On Wednesday, we listened to Janet Yellen’s final statement as the Fed chair. To many, it was an emotional farewell for a chair who has performed extremely well. Under her tenure, she has brought the unemployment rate to 4.1% – the lowest point in 17 years – and tamed inflation which remains below 2%.
She has also guided the Fed in ending the QE and normalizing interest rates. In normalizing, the Fed is receiving the interest payments – about $10 billion a month – from the investments made during the QE and not re-investing them.
Across the pond, today, we will listen to Mark Carney’s statement. Without a doubt, Mark, like any other Central Bank governor will like to have Janet’s achievements when he exits in 2019. So far, while the unemployment rate is at a significant low, Mark has not done as much. Today, the interest rate is at almost the same level where he found it and the bank’s QE of £435 billion is £60 billion higher.
When he took office, many expected Mark to start raising rates faster than the Fed. Clearly, that has not happened. Understandably, Mark has had to deal with Brexit and its implications.
In the last meeting, the MPC made its first hike in a decade. Today, at 12 PM (GMT), the BoE is expected to release its interest rates decision. Analysts expect the rate to be left at 0.5%.
The headline number – unless it surprises the market – will not be a major market mover. Instead, traders will focus on the minutes from their meeting and the statement they will make thereafter.

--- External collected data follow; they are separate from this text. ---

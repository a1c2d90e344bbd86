use serde::{Deserialize, Serialize};
use anyhow::Result;
use crate::sim_params::LatticeParams;
use std::path::Path;

// Lattice structure and dynamics, loaded from the [lattice] section
#[derive(Deserialize, Serialize, Debug, Clone)]
pub struct LatticeConfig {
    #[serde(default = "default_grid_size")]
    pub row_size: u32,
    #[serde(default = "default_grid_size")]
    pub col_size: u32,
    #[serde(default = "default_refractory_period")]
    pub refractory_period: u32,
    #[serde(default)]
    pub driving_period: Option<u32>, // Defaults to 2 * refractory_period
    #[serde(default = "default_prob_con")]
    pub prob_con: f64,
    #[serde(default)]
    pub prob_def: f64,
    #[serde(default = "default_prob_not_fire")]
    pub prob_not_fire: f64,
}

#[derive(Deserialize, Debug, Clone, Copy, PartialEq, Eq, Serialize, Default)]
#[serde(rename_all = "lowercase")]
pub enum UpdateMode {
    /// Single shared random stream, cells visited in row-major order.
    #[default]
    Sequential,
    /// Rows updated on the rayon pool, one seeded stream per row.
    Parallel,
}

// Run length and randomness, loaded from the [run] section
#[derive(Deserialize, Serialize, Debug, Clone)]
pub struct RunConfig {
    pub num_steps: u64,
    #[serde(default)]
    pub seed: Option<u64>, // None -> seeded from OS entropy
    #[serde(default)]
    pub mode: UpdateMode,
}

#[derive(Deserialize, Debug, Clone, Copy, PartialEq, Eq, Serialize, Default)]
#[serde(rename_all = "lowercase")]
pub enum OutputFormat {
    #[default]
    Bincode,
    Json,
    MessagePack,
}

impl OutputFormat {
    pub fn extension(self) -> &'static str {
        match self {
            OutputFormat::Bincode => "bin",
            OutputFormat::Json => "json",
            OutputFormat::MessagePack => "msgpack",
        }
    }
}

// Configuration for output settings, loaded from the [output] section
#[derive(Deserialize, Serialize, Debug, Clone)]
pub struct OutputConfig {
    #[serde(default = "default_base_filename")]
    pub base_filename: String,
    #[serde(default = "default_true")]
    pub save_activity: bool,
    #[serde(default)]
    pub save_snapshots: bool,
    #[serde(default = "default_record_interval")]
    pub record_interval_steps: u64,
    #[serde(default = "default_true")]
    pub include_state: bool, // Store full grids, needed for animation
    #[serde(default)]
    pub format: OutputFormat,
}

impl Default for OutputConfig {
    fn default() -> Self {
        OutputConfig {
            base_filename: default_base_filename(),
            save_activity: true,
            save_snapshots: false,
            record_interval_steps: default_record_interval(),
            include_state: true,
            format: OutputFormat::default(),
        }
    }
}

fn default_grid_size() -> u32 {
    100
}

fn default_refractory_period() -> u32 {
    100
}

fn default_prob_con() -> f64 {
    1.0
}

fn default_prob_not_fire() -> f64 {
    0.05
}

fn default_base_filename() -> String {
    "caaf_run".to_string()
}

fn default_record_interval() -> u64 {
    1
}

fn default_true() -> bool {
    true
}

// Main simulation configuration structure, loaded from config.toml.
#[derive(Deserialize, Serialize, Debug, Clone)]
pub struct SimulationConfig {
    pub lattice: LatticeConfig,
    pub run: RunConfig,
    #[serde(default)]
    pub output: OutputConfig,
}

impl SimulationConfig {
    /// Loads the simulation configuration from a TOML file.
    pub fn load<P: AsRef<Path>>(path: P) -> Result<Self> {
        let path_ref = path.as_ref();

        let config_str = std::fs::read_to_string(path_ref)
            .map_err(|e| anyhow::anyhow!("Failed to read config file '{}': {}", path_ref.display(), e))?;
        Self::from_toml_str(&config_str)
            .map_err(|e| anyhow::anyhow!("Invalid config '{}': {}", path_ref.display(), e))
    }

    /// Parses and validates a configuration held in memory.
    pub fn from_toml_str(config_str: &str) -> Result<Self> {
        let config: SimulationConfig = toml::from_str(config_str)
            .map_err(|e| anyhow::anyhow!("Failed to parse TOML: {}", e))?;

        // Lattice values are checked by the engine when the lattice is built.
        if config.run.num_steps == 0 {
            anyhow::bail!("num_steps must be greater than 0.");
        }
        if config.output.record_interval_steps == 0 {
            anyhow::bail!("record_interval_steps must be greater than 0.");
        }

        Ok(config)
    }

    /// Converts the [lattice] section into the parameters the engine is built from.
    pub fn get_lattice_params(&self) -> LatticeParams {
        let lattice = &self.lattice;
        LatticeParams {
            row_size: lattice.row_size as usize,
            col_size: lattice.col_size as usize,
            refractory_period: lattice.refractory_period,
            driving_period: lattice.driving_period,
            prob_con: lattice.prob_con,
            prob_def: lattice.prob_def,
            prob_not_fire: lattice.prob_not_fire,
        }
    }
}
use thiserror::Error;

/// Precondition failures raised by the lattice and the driver.
///
/// Both variants are raised before any state is touched.
#[derive(Debug, Clone, PartialEq, Eq, Error)]
pub enum LatticeError {
    #[error("invalid configuration: {0}")]
    InvalidConfiguration(String),
    #[error("invalid argument: {0}")]
    InvalidArgument(String),
}

pub type Result<T> = std::result::Result<T, LatticeError>;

Traders will want to hear the bank’s view of the surprising inflation data that was released yesterday. The inflation surged to 3.1% fueled by a surge in air fares and computer games. As a result of this surge, Carney is required by law to send a letter to Chancellor, Philip Hammond explaining the situation. This letter will accompany the BoE’s policy decision in February.
A survey by Bloomberg Economics found that most economists expect the rates to remain steady at 0.5% in 2018 with another hike expected in 2019. Two of the newest MPC members – Dave Ramsden and Silvana Tenreyro – have opposed any rate increases in the near-term.
In the last meeting, some members of the committee were optimistic by the economic growth and inflation progress. This has now been put to question by the surge in inflation and the sluggish growth in wages. Some estimates expect the wages to ease in the coming year and unemployment rate to increase as firms struggle with the Brexit concerns.
In the statement today, traders will want to get the opinion of the bank’s QE program. In the last meeting, Carny pointed out that an end is not in sight for the purchases. He forecasted that the asset purchases could continue to 2020.
For traders, the main currency pairs to watch out today are GBP/USD, EUR/USD, and GBP/USD. Other currencies that could see the most moves are Canadian dollar – during Governor Povof address – and Swiss Franc, after the interest rate decision from the SNB.